Unit testing a multithreaded application?
Should I unit test for multithreading problems before writing any lock? (.NET C# TDD)
CHESS is a framework under development for identifying "assertion violations, deadlocks, livelocks, data-races, and memory-model errors." I haven't actually used this, but it looks like it might be extremely helpful.

Well, this may sound wrong but the truth is you can't prove multi-threaded behavior with unit-tests. Having said that, you can gain some confidence in the code with testing and over time it might actually present an issue.
<rant>
Multi-threaded code is the bane of my existence in many a project. Often people/developers do not have the expertise required to do a good job. Bugs often go unnoticed for long periods of time before anyone sees it in the wild, and then you can't reproduce the issue to identify whats going on. Further, attempting to 'fix' broken multi-threaded code via debugging is often not a viable approach.
</rant>
Anyway, go ahead and test it, there is no harm in doing that much and it's easy enough to do. Just fire up N number of threads, have them all wait on a ManualRestEvent, and then call your api in a tight loop a couple of hundred-thousand times :). But first I would recommend everyone on your team do a code review. Walk every line of code thinking about it executing in parallel. Ask yourself:
Do I really need this lock()?
What's the least amount of code that MUST be in the lock()?
Can I make this object/state immutable and avoid the locking?
Is there any way for a caller to have code execute inside the lock?
Review all members accessed and changed inside a lock for 'volatile'?
Are you using System.Threading.Thread.MemoryBarrier correctly?
If multiple locks are involved are they always obtained in the same order?
[wiki add here]

You just can't :) It's all depends on timing and it might blow up at any time. You have to mentally check every possible situation and that is the only way to go. That's why a lot of developers think multithreading is impossible to get right.

I have actually found Thread.Sleep() to be very useful to simulate various different race conditions. However, for obvious reasons you need to ensure that you either remove (or use configuration to disable) the Thread.Sleep before deploying to production.
In Robert C Martin's book "Clean Code", he recommends using "jiggling strategies" in your unit tests to ferret out multi-threading issues. "Jiggling" involves adding random wait times to your code so that threads run in different order at different times. You can then run your unit tests many times and your jiggling may route out some flaws. The important thing is NOT to ignore any unit test failures involving multithreading just because they pass the next time you run the test.

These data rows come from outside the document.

//! Engine connection state: the same lifecycle as a
//! transport, minus `Paused` (only transports pause).

#[derive(Debug, Clone, Copy, PartialEq, Eq)]
pub enum EngineState {
    Init,
    Opening,
    Open,
    Closing,
    Closed,
}
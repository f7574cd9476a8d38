//! The Engine.IO session layer: handshake, heartbeat,
//! outbound buffering, and the polling→websocket probe/upgrade dance.

use std::sync::atomic::{AtomicBool, AtomicUsize, Ordering};
use std::sync::Arc;
use std::sync::Mutex;
use std::time::Duration;

use tokio::sync::Mutex as AsyncMutex;
use tokio::task::JoinHandle;
use url::Url;

use sio_codec::EnginePacket;
use sio_core::error::{SioError, SioResult};
use sio_transport::{Polling, Transport, TransportEvents, WebSocket};

use crate::events::{EngineData, EngineEvents, HandshakeInfo};
use crate::options::EngineOptions;
use crate::state::EngineState;

/// Process-wide hint remembered across Engine instances: did the most recent websocket probe succeed? Consulted only
/// when `remember_upgrade` is set.
static PRIOR_WEBSOCKET_SUCCESS: AtomicBool = AtomicBool::new(false);

/// The Engine owns exactly one of these at a time. An enum, rather
/// than a `dyn Transport` trait object, since the Engine occasionally
/// needs transport-specific operations (`set_sid` on the concrete
/// polling/websocket types) that a trait object would need unsafe
/// downcasting to reach.
#[derive(Clone)]
enum ActiveTransport {
    Polling(Arc<Polling>),
    WebSocket(Arc<WebSocket>),
}

impl ActiveTransport {
    fn build(name: &str, opts: sio_transport::TransportOptions) -> SioResult<Self> {
        Ok(match name {
            "websocket" => Self::WebSocket(Arc::new(WebSocket::new(opts))),
            _ => Self::Polling(Arc::new(Polling::new(opts)?)),
        })
    }

    fn name(&self) -> &'static str {
        match self {
            Self::Polling(_) => "polling",
            Self::WebSocket(_) => "websocket",
        }
    }

    /// Identity of the underlying transport instance, for comparing a
    /// probe candidate against whatever the Engine currently has
    /// outstanding (an `Arc` clone compares equal, a different
    /// transport instance never does).
    fn ptr(&self) -> usize {
        match self {
            Self::Polling(p) => Arc::as_ptr(p) as usize,
            Self::WebSocket(w) => Arc::as_ptr(w) as usize,
        }
    }

    fn events(&self) -> &TransportEvents {
        match self {
            Self::Polling(p) => p.events(),
            Self::WebSocket(w) => w.events(),
        }
    }

    fn writable(&self) -> bool {
        match self {
            Self::Polling(p) => p.writable(),
            Self::WebSocket(w) => w.writable(),
        }
    }

    fn set_sid(&self, sid: &str) {
        match self {
            Self::Polling(p) => p.set_sid(sid),
            Self::WebSocket(w) => w.set_sid(sid),
        }
    }

    async fn open(&self) -> SioResult<()> {
        match self {
            Self::Polling(p) => p.open().await,
            Self::WebSocket(w) => w.open().await,
        }
    }

    async fn send(&self, packets: Vec<EnginePacket>) -> SioResult<()> {
        match self {
            Self::Polling(p) => p.send(packets).await,
            Self::WebSocket(w) => w.send(packets).await,
        }
    }

    async fn close(&self) -> SioResult<()> {
        match self {
            Self::Polling(p) => p.close().await,
            Self::WebSocket(w) => w.close().await,
        }
    }

    async fn pause(&self) -> SioResult<()> {
        match self {
            Self::Polling(p) => p.pause().await,
            Self::WebSocket(_) => Ok(()),
        }
    }

    fn spawn_receive_loop_if_needed(&self) {
        if let Self::WebSocket(w) = self {
            let w = w.clone();
            tokio::spawn(async move {
                w.run_receive_loop().await;
            });
        }
    }
}

struct Probe {
    candidate: ActiveTransport,
    task: JoinHandle<()>,
}

pub struct Engine {
    options: EngineOptions,
    state: Mutex<EngineState>,
    transport: AsyncMutex<Option<ActiveTransport>>,
    sid: Mutex<Option<String>>,
    upgrades: Mutex<Vec<String>>,
    ping_interval_ms: AtomicUsize,
    ping_timeout_ms: AtomicUsize,
    upgrading: AtomicBool,
    out_buffer: Mutex<Vec<EnginePacket>>,
    prev_buffer_len: AtomicUsize,
    heartbeat_task: Mutex<Option<JoinHandle<()>>>,
    probe: AsyncMutex<Option<Probe>>,
    events: EngineEvents,
}
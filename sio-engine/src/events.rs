//! Events the Engine emits to the Socket Manager.

use sio_codec::EnginePacket;
use sio_util::Emitter;

#[derive(Debug, Clone)]
pub struct HandshakeInfo {
    pub sid: String,
    pub upgrades: Vec<String>,
    pub ping_interval: u64,
    pub ping_timeout: u64,
}

/// Payload of a Message/BinaryData packet, handed up to the Socket
/// Manager for Socket.IO decoding.
#[derive(Debug, Clone, PartialEq)]
pub enum EngineData {
    Text(String),
    Binary(Vec<u8>),
}

#[derive(Clone, Default)]
pub struct EngineEvents {
    pub open: Emitter<()>,
    pub handshake: Emitter<HandshakeInfo>,
    pub packet: Emitter<EnginePacket>,
    pub data: Emitter<EngineData>,
    pub ping: Emitter<()>,
    pub heartbeat: Emitter<()>,
    pub upgrading: Emitter<String>,
    pub upgrade: Emitter<String>,
    pub upgrade_error: Emitter<String>,
    pub flush: Emitter<()>,
    pub drain: Emitter<()>,
    pub close: Emitter<String>,
    pub error: Emitter<String>,
}

impl EngineEvents {
    pub fn new() -> Self {
        Self::default()
    }
}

You actually can't. You can, however, write some debug-time code (start of routine, end of routine, special actions routine takes, ...) that writes to a console, so you can see that routines run at the same time.

Thread.Sleep. If you're suffering from race conditions with multithreading a well placed Thread.Sleep can increase the size of the race condition making it easier to reproduce.
WriteA();
// potential race condition as another bit of code might read all the state
// and only get A in their read.
WriteB();
to
WriteA();
Thread.Sleep(60000);
WriteB();
Then you can write code that reproduces the problem. Then you can write code that fixes the problem. Then you can assert that your fix works. Profit!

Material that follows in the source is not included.